June 27, 2007|By JENNIFER FITCH

WAYNESBORO, Pa. - A club with members across the United States has been ensuring that the magic of old-time carousels remains in perpetual motion.

Howard "Chic" Hutton, for instance, took the Pen Mar Park carousel he remembered from childhood and re-created it with 52 detailed ceramic animals. Eighteen-hundred tiny beads hang from the sweeps, which are beams stretching outward from the center of the carousel.

"I researched it for two years before I started it," Hutton said.

This weekend, his and other miniature carousels will be on display at Valley Mall in Halfway as Miniature Carousel Builders Inc. holds its annual exhibit. The public event has drawings for carousel gifts.

Hutton acknowledged that he will be soliciting help to carry the Pen Mar Park miniature, which disassembles into three parts.

"It lives in the van because it's too big for the house," Hutton said.

His other creations, scrapbooks, carousel books and carousel memorabilia do have residency in the house and its basement and attic. One of Hutton's miniature carousels is in the living room, where it illuminates and whirs to life with a switch.


Hutton began his first miniature carousel in the early 1990s, when he saw others and wanted to attempt one himself.

Hutton, who documented 1,038 hours of work on the Pen Mar miniature, started with the rotating platform and center pole in 1997. He used his own kilns and molds to craft the animals, which are part of a "menagerie" because the Pen Mar ride had more than just horses.

The Waynesboro man worked off three pictures, none of which were in color. He originally designed it with 12 rows, then discovered it had 18, meaning "I had to start all over."

Slightly able to recall riding the carousel himself for 5 cents, Hutton spent considerable time talking to other people who remembered the ride. He especially gleaned information from Earl Punt, who operated it from 1938 until it closed in 1942.

"They had to shut it down at night because people were going to protest" (its dismantling), Hutton said.

Another man, Creston Bumbaugh, helped design the ring mechanism, said Hutton's wife, Dottie. He started working at the park in his youth, picking up the rings and eventually running that machine, she said.
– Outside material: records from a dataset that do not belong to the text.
// crates/db/src/lib.rs
// SQLite-backed document store for pitchside sessions and player records.

mod migrations;
mod queries;

use sqlx::sqlite::{SqliteConnectOptions, SqliteJournalMode, SqlitePoolOptions, SqliteSynchronous};
use sqlx::SqlitePool;
use std::path::{Path, PathBuf};
use std::str::FromStr;
use thiserror::Error;
use tracing::info;

#[derive(Debug, Error)]
pub enum DbError {
    #[error("SQLite error: {0}")]
    Sqlx(#[from] sqlx::Error),

    #[error("Failed to determine cache directory")]
    NoCacheDir,

    #[error("Failed to create database directory: {0}")]
    CreateDir(#[from] std::io::Error),

    #[error("Corrupt value in column {column}: {value:?}")]
    Corrupt { column: &'static str, value: String },
}

pub type DbResult<T> = Result<T, DbError>;

/// Main database handle wrapping a SQLite connection pool.
///
/// All storage access goes through the named repository methods in
/// `queries`; no filter construction leaks out of this crate.
#[derive(Debug, Clone)]
pub struct Database {
    pool: SqlitePool,
    db_path: PathBuf,
}

impl Database {
    /// Open (or create) the database at the given path and run migrations.
    pub async fn new(path: &Path) -> DbResult<Self> {
        // Ensure parent directory exists
        if let Some(parent) = path.parent() {
            std::fs::create_dir_all(parent)?;
        }

        let options = SqliteConnectOptions::from_str(&format!("sqlite:{}", path.display()))?
            .create_if_missing(true)
            .journal_mode(SqliteJournalMode::Wal)
            .synchronous(SqliteSynchronous::Normal)
            .busy_timeout(std::time::Duration::from_secs(30));

        let pool = SqlitePoolOptions::new()
            .max_connections(4)
            .connect_with(options)
            .await?;

        let db = Self {
            pool,
            db_path: path.to_owned(),
        };
        db.run_migrations().await?;

        info!("Database opened at {}", path.display());
        Ok(db)
    }

    /// Create an in-memory database (for testing).
    ///
    /// Uses `shared_cache(true)` so all pool connections share the same
    /// in-memory database. Without this, each connection gets its own
    /// separate database, breaking concurrent queries.
    pub async fn new_in_memory() -> DbResult<Self> {
        let options = SqliteConnectOptions::from_str("sqlite::memory:")?
            .shared_cache(true)
            .busy_timeout(std::time::Duration::from_secs(5));
        let pool = SqlitePoolOptions::new()
            .max_connections(4)
            .connect_with(options)
            .await?;
        let db = Self {
            pool,
            db_path: PathBuf::new(),
        };
        db.run_migrations().await?;
        Ok(db)
    }

    /// Open the database at the default location:
    /// `~/.cache/pitchside/pitchside.db`
    pub async fn open_default() -> DbResult<Self> {
        let path = default_db_path()?;
        Self::new(&path).await
    }

    /// Run all inline migrations.
    ///
    /// Uses a `_migrations` table to track which migrations have already
    /// been applied, so that non-idempotent statements are only executed
    /// once.
    async fn run_migrations(&self) -> DbResult<()> {
        // Ensure the migration-tracking table exists
        sqlx::query("CREATE TABLE IF NOT EXISTS _migrations (version INTEGER PRIMARY KEY)")
            .execute(&self.pool)
            .await?;

        // Find the highest version already applied (0 if none)
        let row: (i64,) = sqlx::query_as("SELECT COALESCE(MAX(version), 0) FROM _migrations")
            .fetch_one(&self.pool)
            .await?;
        let current_version = row.0 as usize;

        // Run only new migrations
        for (i, migration) in migrations::MIGRATIONS.iter().enumerate() {
            let version = i + 1; // 1-based
            if version > current_version {
                sqlx::query(migration).execute(&self.pool).await?;
                sqlx::query("INSERT INTO _migrations (version) VALUES (?)")
                    .bind(version as i64)
                    .execute(&self.pool)
                    .await?;
            }
        }

        Ok(())
    }

    /// Get a reference to the underlying connection pool.
    pub fn pool(&self) -> &SqlitePool {
        &self.pool
    }

    /// Get the path to the database file.
    /// Returns an empty path for in-memory databases.
    pub fn db_path(&self) -> &Path {
        &self.db_path
    }
}

/// Returns the default database path: `~/.cache/pitchside/pitchside.db`
pub fn default_db_path() -> DbResult<PathBuf> {
    dirs::cache_dir()
        .map(|dir| dir.join("pitchside").join("pitchside.db"))
        .ok_or(DbError::NoCacheDir)
}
The club, which formed in Chambersburg, Pa., in 1986, frequently takes its carousels to Franklin County nursing homes, the Huttons said.
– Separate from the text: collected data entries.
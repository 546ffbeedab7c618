/// Inline SQL migrations for the pitchside database schema.
///
/// We use simple inline migrations rather than sqlx migration files
/// because the schema is small and self-contained.
pub const MIGRATIONS: &[&str] = &[
    // Migration 1: sessions table. Templates and occurrences share it;
    // map- and list-shaped fields are stored as JSON text.
    r#"
CREATE TABLE IF NOT EXISTS sessions (
    id TEXT PRIMARY KEY,
    academy_id TEXT NOT NULL,
    name TEXT NOT NULL,
    category TEXT,
    date TEXT NOT NULL,
    start_time TEXT NOT NULL,
    end_time TEXT NOT NULL,
    coaches TEXT NOT NULL DEFAULT '[]',
    players TEXT NOT NULL DEFAULT '[]',
    attendance TEXT NOT NULL DEFAULT '{}',
    player_metrics TEXT NOT NULL DEFAULT '{}',
    status TEXT NOT NULL DEFAULT 'Upcoming',
    is_recurring BOOLEAN NOT NULL DEFAULT 0,
    selected_days TEXT NOT NULL DEFAULT '[]',
    recurring_end_date TEXT,
    parent_session_id TEXT,
    created_at INTEGER NOT NULL,
    updated_at INTEGER NOT NULL
);
"#,
    // Migration 2: sessions indexes
    r#"
CREATE INDEX IF NOT EXISTS idx_sessions_academy_date ON sessions(academy_id, date, start_time);
"#,
    r#"
CREATE INDEX IF NOT EXISTS idx_sessions_parent ON sessions(parent_session_id);
"#,
    // Migration 3: players table (performance records)
    r#"
CREATE TABLE IF NOT EXISTS players (
    id TEXT PRIMARY KEY,
    attributes TEXT NOT NULL DEFAULT '{}',
    performance_history TEXT NOT NULL DEFAULT '[]',
    created_at INTEGER NOT NULL,
    updated_at INTEGER NOT NULL
);
"#,
];
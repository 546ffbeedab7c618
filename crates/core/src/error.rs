// crates/core/src/error.rs
use chrono::NaiveTime;
use thiserror::Error;

/// Errors raised while validating session input before it reaches storage.
#[derive(Debug, Error)]
pub enum ValidationError {
    #[error("Invalid time of day {value:?}: expected \"HH:MM\"")]
    InvalidTime { value: String },

    #[error("Session end {end} is before its start {start}")]
    EndBeforeStart { start: NaiveTime, end: NaiveTime },

    #[error("Required field {field:?} is empty")]
    EmptyField { field: &'static str },

    #[error("Session {id} is a recurring template, not a scheduled occurrence")]
    TemplateNotSchedulable { id: String },

    #[error("Player {player_id} is not assigned to session {session_id}")]
    PlayerNotAssigned {
        session_id: String,
        player_id: String,
    },
}

impl ValidationError {
    pub fn empty(field: &'static str) -> Self {
        Self::EmptyField { field }
    }
}

#[cfg(test)]
mod tests {
    use super::*;

    #[test]
    fn test_invalid_time_display() {
        let err = ValidationError::InvalidTime {
            value: "25:99".to_string(),
        };
        assert!(err.to_string().contains("25:99"));
        assert!(err.to_string().contains("HH:MM"));
    }

    #[test]
    fn test_end_before_start_display() {
        let err = ValidationError::EndBeforeStart {
            start: NaiveTime::from_hms_opt(11, 0, 0).unwrap(),
            end: NaiveTime::from_hms_opt(10, 0, 0).unwrap(),
        };
        assert!(err.to_string().contains("11:00:00"));
        assert!(err.to_string().contains("10:00:00"));
    }

    #[test]
    fn test_empty_field_display() {
        let err = ValidationError::empty("academyId");
        assert!(err.to_string().contains("academyId"));
    }
}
"We just set them up, and they bring people through," Hutton said.

"The generation in the nursing home, they are the generation that lived during the heyday of the amusement park and carousels," his wife said.

Other club trips have taken its members to Sandusky, Ohio; Dollywood theme park in Tennessee; and Kennywood Park in West Mifflin, Pa., near Pittsburgh.

Hutton is in the early stages of miniature carousel No. 5.

"Everything he sees that he can make a carousel out of, he does," Dottie Hutton said.

If you go...

What: Miniature Carousel Club Show

When: Friday and Saturday, 10 a.m. to 9:30 p.m.; Sunday, 11 a.m. to 6 p.m.